The Friday jobs report should give every high school graduate a reason to pursue higher education.
Of course, there are student loans, questions about quality teaching, and an uncertain future even after obtaining a degree. But the alternative is economic oblivion.
Tony Fratto, a partner at Hamilton Place Strategies who served in George W. Bush’s administration, examined how the recovery has played out based on educational achievement following the April numbers that showed a slight drop in the unemployment rate to 7.5 percent.
Over the past twelve months, almost 1.5 million Americans with a college degree found a new job. Among college dropouts, 555,000 landed on a corporate payroll.
But the economy shed 315,000 jobs that belonged to high school graduates. For those who never even graduated from high school, the losses were 227,000.
So in the middle of a recovery with Growth Domestic Product averaging about 2 percent, anyone without some college experience is out of luck. This isn’t just about the disappearance of low-skilled careers, but college graduates supplanting workers in jobs that once only required a high school degree.
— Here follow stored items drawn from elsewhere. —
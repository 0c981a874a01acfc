//! Per-connection tunnel configuration

use serde::{Deserialize, Serialize};
use std::time::Duration;

use super::serde_utils::{duration_millis, duration_secs};
use crate::error::ConfigError;

/// Settings shared by both peers of a connection
#[derive(Debug, Clone, Default, Serialize, Deserialize)]
#[serde(default)]
pub struct TunnelConfig {
    /// Multiplexer settings
    pub mux: MuxConfig,

    /// Control protocol settings
    pub control: ControlConfig,

    /// Relay service settings
    pub relay: RelayConfig,
}

impl TunnelConfig {
    /// Check that the settings are usable
    pub fn validate(&self) -> Result<(), ConfigError> {
        self.mux.validate()?;
        self.control.validate()?;
        self.relay.validate()
    }
}

/// Multiplexer flow-control and framing settings
#[derive(Debug, Clone, Serialize, Deserialize)]
#[serde(default)]
pub struct MuxConfig {
    /// Receive window advertised per channel, in bytes
    pub window_size: u32,

    /// Largest data payload per frame
    pub max_frame_payload: u32,

    /// Inbound channels queued per listener before opens are refused
    pub accept_backlog: usize,
}

impl Default for MuxConfig {
    fn default() -> Self {
        Self {
            window_size: 256 * 1024,
            max_frame_payload: 16 * 1024,
            accept_backlog: 64,
        }
    }
}

impl MuxConfig {
    pub fn validate(&self) -> Result<(), ConfigError> {
        if self.max_frame_payload == 0 {
            return Err(ConfigError::Invalid(
                "mux.max_frame_payload must be positive".to_string(),
            ));
        }
        if self.max_frame_payload as usize > weft_protocol::MAX_PAYLOAD_SIZE {
            return Err(ConfigError::Invalid(format!(
                "mux.max_frame_payload exceeds {} bytes",
                weft_protocol::MAX_PAYLOAD_SIZE
            )));
        }
        if self.window_size < self.max_frame_payload {
            return Err(ConfigError::Invalid(format!(
                "mux.window_size ({}) is smaller than one frame ({})",
                self.window_size, self.max_frame_payload
            )));
        }
        if self.accept_backlog == 0 {
            return Err(ConfigError::Invalid(
                "mux.accept_backlog must be positive".to_string(),
            ));
        }
        Ok(())
    }
}

/// Control protocol timing
#[derive(Debug, Clone, Serialize, Deserialize)]
#[serde(default)]
pub struct ControlConfig {
    /// How long a request waits for its response before it is indeterminate
    #[serde(with = "duration_secs")]
    pub request_timeout: Duration,

    /// Delay between remote status polls
    #[serde(with = "duration_millis")]
    pub status_poll_interval: Duration,

    /// Polls before a still-starting remote service is reported as is
    pub status_poll_attempts: u32,
}

impl Default for ControlConfig {
    fn default() -> Self {
        Self {
            request_timeout: Duration::from_secs(30),
            status_poll_interval: Duration::from_millis(500),
            status_poll_attempts: 20,
        }
    }
}

impl ControlConfig {
    pub fn validate(&self) -> Result<(), ConfigError> {
        if self.request_timeout.is_zero() {
            return Err(ConfigError::Invalid(
                "control.request_timeout must be positive".to_string(),
            ));
        }
        if self.status_poll_attempts == 0 {
            return Err(ConfigError::Invalid(
                "control.status_poll_attempts must be positive".to_string(),
            ));
        }
        Ok(())
    }
}

/// Relay copy-loop settings
#[derive(Debug, Clone, Serialize, Deserialize)]
#[serde(default)]
pub struct RelayConfig {
    /// Timeout for outbound connects to a relay target
    #[serde(with = "duration_secs")]
    pub connect_timeout: Duration,

    /// Socket read buffer per relayed connection
    pub buffer_size: usize,
}

impl Default for RelayConfig {
    fn default() -> Self {
        Self {
            connect_timeout: Duration::from_secs(10),
            buffer_size: 16 * 1024,
        }
    }
}

impl RelayConfig {
    pub fn validate(&self) -> Result<(), ConfigError> {
        if self.buffer_size == 0 {
            return Err(ConfigError::Invalid(
                "relay.buffer_size must be positive".to_string(),
            ));
        }
        if self.connect_timeout.is_zero() {
            return Err(ConfigError::Invalid(
                "relay.connect_timeout must be positive".to_string(),
            ));
        }
        Ok(())
    }
}
//! Configuration management for weft

mod endpoint;
pub mod serde_utils;
mod tunnel;

pub use endpoint::EndpointConfig;
pub use tunnel::{ControlConfig, MuxConfig, RelayConfig, TunnelConfig};

use crate::error::ConfigError;
use std::path::{Path, PathBuf};

/// Get the default configuration directory
pub fn default_config_dir() -> PathBuf {
    dirs::config_dir()
        .unwrap_or_else(|| PathBuf::from("."))
        .join("weft")
}

/// Get the default configuration file path
pub fn default_config_path() -> PathBuf {
    default_config_dir().join("config.toml")
}

/// Load configuration from a file
pub fn load_config<T: serde::de::DeserializeOwned>(path: &Path) -> Result<T, ConfigError> {
    if !path.exists() {
        return Err(ConfigError::NotFound(path.to_path_buf()));
    }

    let content = std::fs::read_to_string(path)
        .map_err(|e| ConfigError::Invalid(format!("Failed to read config: {}", e)))?;

    let config: T = toml::from_str(&content)?;
    Ok(config)
}

/// Save configuration to a file
pub fn save_config<T: serde::Serialize>(path: &Path, config: &T) -> Result<(), ConfigError> {
    let content = toml::to_string_pretty(config)?;

    if let Some(parent) = path.parent() {
        std::fs::create_dir_all(parent)
            .map_err(|e| ConfigError::Invalid(format!("Failed to create config dir: {}", e)))?;
    }

    std::fs::write(path, content)
        .map_err(|e| ConfigError::Invalid(format!("Failed to write config: {}", e)))?;

    Ok(())
}
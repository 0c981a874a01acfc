//! weft: Command-line interface for weft tunnels
//!
//! Provides the `weft` binary: `serve` accepts tunnel connections,
//! `connect` dials one and sets up the requested port forwardings.

pub mod commands;
pub mod output;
The progressive Economic Policy Institute released a report in April about the prospects for the class of 2013. It found that the unemployment rate for recent high school graduates was 29.9 percent, compared to 8.8 percent for those with college degrees.
“The large increase since 2007 in the unemployment and underemployment rate of young college graduates, and in the share of employed young college graduates working in jobs that do not require a college degree, underscores that today’s unemployment crisis among young workers did not arise because these young adults lack the right education or skills,” the report said. “Rather, it stems from weak demand for goods and services, which makes it unnecessary for employers to significantly ramp up hiring.”